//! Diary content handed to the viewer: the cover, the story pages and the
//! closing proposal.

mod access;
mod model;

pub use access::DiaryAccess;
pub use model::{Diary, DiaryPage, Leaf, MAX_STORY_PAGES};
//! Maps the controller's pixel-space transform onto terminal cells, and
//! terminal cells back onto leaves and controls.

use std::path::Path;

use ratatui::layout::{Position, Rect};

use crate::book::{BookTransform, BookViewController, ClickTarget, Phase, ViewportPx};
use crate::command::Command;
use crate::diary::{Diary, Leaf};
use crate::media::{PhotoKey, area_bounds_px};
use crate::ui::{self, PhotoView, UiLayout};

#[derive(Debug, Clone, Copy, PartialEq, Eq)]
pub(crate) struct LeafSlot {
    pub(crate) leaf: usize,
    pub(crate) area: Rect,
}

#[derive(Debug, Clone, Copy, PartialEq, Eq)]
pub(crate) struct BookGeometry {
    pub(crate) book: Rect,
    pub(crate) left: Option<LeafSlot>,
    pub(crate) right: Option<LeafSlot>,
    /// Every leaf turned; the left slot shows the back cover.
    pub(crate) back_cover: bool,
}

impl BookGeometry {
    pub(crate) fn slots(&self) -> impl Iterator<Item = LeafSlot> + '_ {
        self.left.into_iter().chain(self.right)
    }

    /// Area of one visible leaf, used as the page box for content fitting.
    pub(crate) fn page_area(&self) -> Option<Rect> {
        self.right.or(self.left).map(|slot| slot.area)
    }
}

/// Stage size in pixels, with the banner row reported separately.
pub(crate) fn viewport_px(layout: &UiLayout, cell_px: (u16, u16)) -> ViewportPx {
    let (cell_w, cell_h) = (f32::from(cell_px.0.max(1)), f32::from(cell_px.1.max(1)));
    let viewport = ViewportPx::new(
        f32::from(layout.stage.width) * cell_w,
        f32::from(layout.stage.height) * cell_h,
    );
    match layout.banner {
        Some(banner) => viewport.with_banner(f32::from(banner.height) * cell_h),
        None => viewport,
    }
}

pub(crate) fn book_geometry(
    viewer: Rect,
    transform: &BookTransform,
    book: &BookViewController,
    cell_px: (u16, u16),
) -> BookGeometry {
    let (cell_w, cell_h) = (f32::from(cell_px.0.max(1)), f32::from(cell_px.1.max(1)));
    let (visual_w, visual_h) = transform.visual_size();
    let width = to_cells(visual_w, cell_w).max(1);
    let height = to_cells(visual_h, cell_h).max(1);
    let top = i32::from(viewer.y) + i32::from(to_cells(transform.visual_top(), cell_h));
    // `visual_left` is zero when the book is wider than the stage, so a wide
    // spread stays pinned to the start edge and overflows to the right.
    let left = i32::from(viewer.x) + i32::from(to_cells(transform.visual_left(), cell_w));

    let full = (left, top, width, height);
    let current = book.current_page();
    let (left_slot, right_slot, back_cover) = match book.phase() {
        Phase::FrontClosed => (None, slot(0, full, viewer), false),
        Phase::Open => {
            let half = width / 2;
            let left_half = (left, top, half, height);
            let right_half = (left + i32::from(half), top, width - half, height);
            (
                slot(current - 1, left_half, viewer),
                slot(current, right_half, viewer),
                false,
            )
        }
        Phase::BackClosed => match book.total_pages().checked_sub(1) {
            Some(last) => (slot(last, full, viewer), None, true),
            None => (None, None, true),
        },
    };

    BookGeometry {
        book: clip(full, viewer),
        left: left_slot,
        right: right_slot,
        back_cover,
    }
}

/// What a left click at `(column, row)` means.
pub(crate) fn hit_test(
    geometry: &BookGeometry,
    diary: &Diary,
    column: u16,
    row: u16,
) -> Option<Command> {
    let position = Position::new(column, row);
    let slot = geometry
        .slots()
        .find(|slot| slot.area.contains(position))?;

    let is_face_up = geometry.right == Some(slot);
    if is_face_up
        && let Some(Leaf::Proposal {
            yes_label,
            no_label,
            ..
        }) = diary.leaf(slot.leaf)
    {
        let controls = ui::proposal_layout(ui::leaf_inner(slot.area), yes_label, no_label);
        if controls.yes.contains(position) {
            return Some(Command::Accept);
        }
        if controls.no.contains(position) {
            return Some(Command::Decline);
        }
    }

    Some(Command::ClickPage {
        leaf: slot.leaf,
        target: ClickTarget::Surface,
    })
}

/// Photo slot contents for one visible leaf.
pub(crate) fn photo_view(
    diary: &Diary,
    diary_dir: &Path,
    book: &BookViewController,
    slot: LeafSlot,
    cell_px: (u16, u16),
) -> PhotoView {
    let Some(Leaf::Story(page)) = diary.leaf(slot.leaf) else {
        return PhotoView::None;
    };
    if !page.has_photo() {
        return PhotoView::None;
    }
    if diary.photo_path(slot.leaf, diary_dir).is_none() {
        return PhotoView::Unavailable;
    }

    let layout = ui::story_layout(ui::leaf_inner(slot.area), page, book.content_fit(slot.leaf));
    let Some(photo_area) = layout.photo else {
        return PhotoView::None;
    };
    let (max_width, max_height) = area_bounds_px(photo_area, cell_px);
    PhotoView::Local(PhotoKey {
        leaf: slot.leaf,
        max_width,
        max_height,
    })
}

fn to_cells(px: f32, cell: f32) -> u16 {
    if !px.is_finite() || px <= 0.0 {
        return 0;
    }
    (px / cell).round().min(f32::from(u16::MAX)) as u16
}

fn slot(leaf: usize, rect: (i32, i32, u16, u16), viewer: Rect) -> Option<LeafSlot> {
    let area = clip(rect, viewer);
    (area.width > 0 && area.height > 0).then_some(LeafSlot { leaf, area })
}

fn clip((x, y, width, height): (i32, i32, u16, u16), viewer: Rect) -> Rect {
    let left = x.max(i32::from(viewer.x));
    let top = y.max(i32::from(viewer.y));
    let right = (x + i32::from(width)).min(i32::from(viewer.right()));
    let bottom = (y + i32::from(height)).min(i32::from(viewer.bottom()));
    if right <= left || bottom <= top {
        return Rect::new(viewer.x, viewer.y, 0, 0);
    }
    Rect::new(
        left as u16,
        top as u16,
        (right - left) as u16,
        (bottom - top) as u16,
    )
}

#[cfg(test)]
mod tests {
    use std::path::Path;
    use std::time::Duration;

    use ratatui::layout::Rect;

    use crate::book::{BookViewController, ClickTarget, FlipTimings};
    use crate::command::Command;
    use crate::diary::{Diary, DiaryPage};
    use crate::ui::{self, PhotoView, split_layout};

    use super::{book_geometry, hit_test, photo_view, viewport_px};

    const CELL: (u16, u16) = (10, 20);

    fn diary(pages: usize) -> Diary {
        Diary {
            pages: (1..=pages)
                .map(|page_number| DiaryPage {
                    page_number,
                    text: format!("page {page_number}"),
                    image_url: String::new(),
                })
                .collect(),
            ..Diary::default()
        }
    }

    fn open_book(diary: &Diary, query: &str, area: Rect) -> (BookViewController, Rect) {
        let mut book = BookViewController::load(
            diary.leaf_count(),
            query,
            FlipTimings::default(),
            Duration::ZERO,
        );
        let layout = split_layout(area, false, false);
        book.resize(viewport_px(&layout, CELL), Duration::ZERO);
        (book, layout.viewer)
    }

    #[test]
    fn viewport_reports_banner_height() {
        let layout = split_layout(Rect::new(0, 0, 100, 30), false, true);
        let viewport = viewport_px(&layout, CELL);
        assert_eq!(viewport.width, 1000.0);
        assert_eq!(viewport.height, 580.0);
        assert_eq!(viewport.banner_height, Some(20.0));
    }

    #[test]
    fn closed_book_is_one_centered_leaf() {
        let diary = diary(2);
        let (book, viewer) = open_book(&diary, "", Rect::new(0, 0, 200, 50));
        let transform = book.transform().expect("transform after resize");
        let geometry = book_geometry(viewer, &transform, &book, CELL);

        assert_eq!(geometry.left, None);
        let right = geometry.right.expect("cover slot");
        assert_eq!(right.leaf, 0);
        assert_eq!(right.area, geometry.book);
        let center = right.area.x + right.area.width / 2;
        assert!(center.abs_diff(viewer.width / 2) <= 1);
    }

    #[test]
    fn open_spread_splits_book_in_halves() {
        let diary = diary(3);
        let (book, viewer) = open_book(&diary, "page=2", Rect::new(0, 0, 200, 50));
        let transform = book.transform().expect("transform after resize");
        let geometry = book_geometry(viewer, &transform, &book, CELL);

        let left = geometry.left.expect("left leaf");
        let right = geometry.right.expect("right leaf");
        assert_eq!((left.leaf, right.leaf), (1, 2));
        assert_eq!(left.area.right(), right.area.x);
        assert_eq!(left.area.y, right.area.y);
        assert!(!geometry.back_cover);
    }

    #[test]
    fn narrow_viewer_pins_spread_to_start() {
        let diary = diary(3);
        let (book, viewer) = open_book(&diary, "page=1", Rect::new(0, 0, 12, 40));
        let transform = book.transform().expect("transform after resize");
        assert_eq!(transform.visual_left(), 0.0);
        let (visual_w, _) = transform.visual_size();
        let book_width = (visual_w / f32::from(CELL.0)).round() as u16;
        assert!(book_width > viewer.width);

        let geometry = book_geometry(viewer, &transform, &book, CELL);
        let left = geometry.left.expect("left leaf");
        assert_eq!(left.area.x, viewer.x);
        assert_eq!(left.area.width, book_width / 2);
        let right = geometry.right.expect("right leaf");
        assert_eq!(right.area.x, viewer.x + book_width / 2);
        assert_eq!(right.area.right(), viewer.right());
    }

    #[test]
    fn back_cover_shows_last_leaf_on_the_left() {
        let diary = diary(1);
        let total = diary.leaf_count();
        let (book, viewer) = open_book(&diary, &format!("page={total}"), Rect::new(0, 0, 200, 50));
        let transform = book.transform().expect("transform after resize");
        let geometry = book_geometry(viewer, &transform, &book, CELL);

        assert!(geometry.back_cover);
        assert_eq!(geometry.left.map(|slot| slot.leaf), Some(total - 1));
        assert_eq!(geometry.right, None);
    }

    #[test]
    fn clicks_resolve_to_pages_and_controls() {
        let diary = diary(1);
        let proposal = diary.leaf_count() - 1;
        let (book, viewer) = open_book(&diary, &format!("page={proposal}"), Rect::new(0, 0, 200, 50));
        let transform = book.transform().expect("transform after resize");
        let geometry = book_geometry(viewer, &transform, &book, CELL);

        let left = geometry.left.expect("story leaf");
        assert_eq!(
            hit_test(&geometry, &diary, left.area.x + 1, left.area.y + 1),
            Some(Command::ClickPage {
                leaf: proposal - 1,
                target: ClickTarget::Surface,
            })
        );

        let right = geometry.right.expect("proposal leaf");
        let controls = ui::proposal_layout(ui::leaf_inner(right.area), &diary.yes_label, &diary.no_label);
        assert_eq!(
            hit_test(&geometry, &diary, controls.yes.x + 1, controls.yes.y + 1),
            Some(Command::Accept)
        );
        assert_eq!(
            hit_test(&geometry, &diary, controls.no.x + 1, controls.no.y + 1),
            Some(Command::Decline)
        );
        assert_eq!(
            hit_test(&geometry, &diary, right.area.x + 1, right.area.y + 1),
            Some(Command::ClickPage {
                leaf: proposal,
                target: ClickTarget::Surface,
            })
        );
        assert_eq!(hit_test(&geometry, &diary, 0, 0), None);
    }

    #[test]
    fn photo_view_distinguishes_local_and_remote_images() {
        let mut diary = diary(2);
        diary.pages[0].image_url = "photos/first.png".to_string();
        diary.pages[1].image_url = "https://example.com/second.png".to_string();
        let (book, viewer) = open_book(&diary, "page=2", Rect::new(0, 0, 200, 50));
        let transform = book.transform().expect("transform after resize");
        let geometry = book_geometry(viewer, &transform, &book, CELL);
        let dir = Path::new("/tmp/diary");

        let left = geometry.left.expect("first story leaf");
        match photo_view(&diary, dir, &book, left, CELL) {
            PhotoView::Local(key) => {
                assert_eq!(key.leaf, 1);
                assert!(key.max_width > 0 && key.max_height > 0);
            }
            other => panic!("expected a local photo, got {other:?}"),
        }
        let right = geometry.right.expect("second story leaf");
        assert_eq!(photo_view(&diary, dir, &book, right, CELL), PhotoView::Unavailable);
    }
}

==

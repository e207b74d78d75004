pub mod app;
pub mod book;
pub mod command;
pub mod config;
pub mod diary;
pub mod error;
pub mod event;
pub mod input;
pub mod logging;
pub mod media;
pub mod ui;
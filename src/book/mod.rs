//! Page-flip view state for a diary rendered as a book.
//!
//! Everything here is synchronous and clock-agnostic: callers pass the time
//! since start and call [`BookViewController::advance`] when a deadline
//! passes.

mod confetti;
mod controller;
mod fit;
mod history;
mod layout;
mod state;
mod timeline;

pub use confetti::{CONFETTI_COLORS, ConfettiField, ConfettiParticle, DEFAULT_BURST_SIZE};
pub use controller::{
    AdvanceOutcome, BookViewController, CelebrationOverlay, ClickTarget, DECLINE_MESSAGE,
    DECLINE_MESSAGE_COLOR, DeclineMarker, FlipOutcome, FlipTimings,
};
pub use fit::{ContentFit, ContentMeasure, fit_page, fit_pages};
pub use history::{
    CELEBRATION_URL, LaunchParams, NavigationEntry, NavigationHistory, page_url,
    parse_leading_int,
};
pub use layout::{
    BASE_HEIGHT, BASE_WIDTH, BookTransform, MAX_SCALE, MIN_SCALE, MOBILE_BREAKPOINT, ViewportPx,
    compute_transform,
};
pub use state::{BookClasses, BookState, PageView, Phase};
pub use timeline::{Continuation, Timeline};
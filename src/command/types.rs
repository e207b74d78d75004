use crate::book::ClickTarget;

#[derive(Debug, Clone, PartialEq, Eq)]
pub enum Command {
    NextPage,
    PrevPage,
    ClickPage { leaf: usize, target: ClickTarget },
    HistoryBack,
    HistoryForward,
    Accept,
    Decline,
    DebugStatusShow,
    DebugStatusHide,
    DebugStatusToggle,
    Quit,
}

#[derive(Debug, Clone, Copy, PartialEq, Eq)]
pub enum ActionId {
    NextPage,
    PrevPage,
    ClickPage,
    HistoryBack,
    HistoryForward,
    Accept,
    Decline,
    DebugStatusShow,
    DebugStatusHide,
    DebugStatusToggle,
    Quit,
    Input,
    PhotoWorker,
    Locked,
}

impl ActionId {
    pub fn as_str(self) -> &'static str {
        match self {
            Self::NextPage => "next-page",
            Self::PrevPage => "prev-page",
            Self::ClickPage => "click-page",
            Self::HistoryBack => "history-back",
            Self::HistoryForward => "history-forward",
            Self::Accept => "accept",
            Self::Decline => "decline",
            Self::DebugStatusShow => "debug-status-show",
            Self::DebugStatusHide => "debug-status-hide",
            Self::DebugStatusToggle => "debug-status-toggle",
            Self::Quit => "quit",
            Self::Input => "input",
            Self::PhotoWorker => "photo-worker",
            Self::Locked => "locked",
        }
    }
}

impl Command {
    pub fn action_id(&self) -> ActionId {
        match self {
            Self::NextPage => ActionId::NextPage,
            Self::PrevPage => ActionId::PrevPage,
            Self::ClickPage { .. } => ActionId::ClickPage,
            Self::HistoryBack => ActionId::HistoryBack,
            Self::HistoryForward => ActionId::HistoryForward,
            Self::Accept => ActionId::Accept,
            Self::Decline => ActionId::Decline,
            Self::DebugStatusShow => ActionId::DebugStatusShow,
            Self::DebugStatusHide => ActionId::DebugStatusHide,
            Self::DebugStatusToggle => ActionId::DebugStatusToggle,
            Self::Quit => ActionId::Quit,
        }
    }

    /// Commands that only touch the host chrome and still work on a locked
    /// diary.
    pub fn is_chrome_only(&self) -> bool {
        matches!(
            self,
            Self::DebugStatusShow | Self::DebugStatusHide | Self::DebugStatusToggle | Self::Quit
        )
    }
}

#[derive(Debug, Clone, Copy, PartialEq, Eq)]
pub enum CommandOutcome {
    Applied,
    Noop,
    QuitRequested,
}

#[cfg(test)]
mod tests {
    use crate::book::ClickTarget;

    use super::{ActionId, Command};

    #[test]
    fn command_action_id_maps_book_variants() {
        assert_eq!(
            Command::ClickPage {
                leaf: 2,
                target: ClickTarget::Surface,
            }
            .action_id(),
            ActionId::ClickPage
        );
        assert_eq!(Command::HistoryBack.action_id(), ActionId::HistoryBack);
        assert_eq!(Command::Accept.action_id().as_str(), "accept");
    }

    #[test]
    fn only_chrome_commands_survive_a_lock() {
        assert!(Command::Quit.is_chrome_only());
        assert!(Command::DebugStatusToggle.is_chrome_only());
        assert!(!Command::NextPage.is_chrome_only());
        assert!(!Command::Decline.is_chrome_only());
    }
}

# How to complete this task
Lines holding the word "BookTransform": say how many there are in the data, and nothing more.

# Answer area
3